- Assigned task -
Provide only the number of lines in the data below that contain the word "HashSet".

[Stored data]
******************************

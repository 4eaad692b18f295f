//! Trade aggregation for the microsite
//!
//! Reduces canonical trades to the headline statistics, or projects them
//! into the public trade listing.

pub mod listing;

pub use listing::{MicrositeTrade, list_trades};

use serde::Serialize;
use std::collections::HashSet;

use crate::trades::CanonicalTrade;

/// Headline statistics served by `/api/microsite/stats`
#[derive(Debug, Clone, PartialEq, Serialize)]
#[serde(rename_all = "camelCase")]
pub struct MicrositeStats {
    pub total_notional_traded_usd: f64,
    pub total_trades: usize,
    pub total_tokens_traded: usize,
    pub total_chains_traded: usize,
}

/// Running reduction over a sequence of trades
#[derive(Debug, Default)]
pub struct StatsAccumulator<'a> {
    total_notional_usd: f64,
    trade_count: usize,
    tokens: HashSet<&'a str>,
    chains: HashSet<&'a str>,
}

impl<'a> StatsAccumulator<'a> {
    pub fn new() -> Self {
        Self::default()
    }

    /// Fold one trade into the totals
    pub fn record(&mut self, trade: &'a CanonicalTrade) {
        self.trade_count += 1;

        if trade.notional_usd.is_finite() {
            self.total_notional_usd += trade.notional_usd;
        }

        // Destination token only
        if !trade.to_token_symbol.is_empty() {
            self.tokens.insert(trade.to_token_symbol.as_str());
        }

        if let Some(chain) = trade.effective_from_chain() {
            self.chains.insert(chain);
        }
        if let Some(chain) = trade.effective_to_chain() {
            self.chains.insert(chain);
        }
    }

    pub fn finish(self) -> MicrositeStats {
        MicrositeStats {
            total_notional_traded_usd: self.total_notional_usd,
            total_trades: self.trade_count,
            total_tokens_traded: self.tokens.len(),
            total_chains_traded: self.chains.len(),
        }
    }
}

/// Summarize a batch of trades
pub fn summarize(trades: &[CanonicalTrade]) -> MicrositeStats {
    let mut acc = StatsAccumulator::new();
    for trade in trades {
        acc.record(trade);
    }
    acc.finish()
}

******************************

- Expected output -
3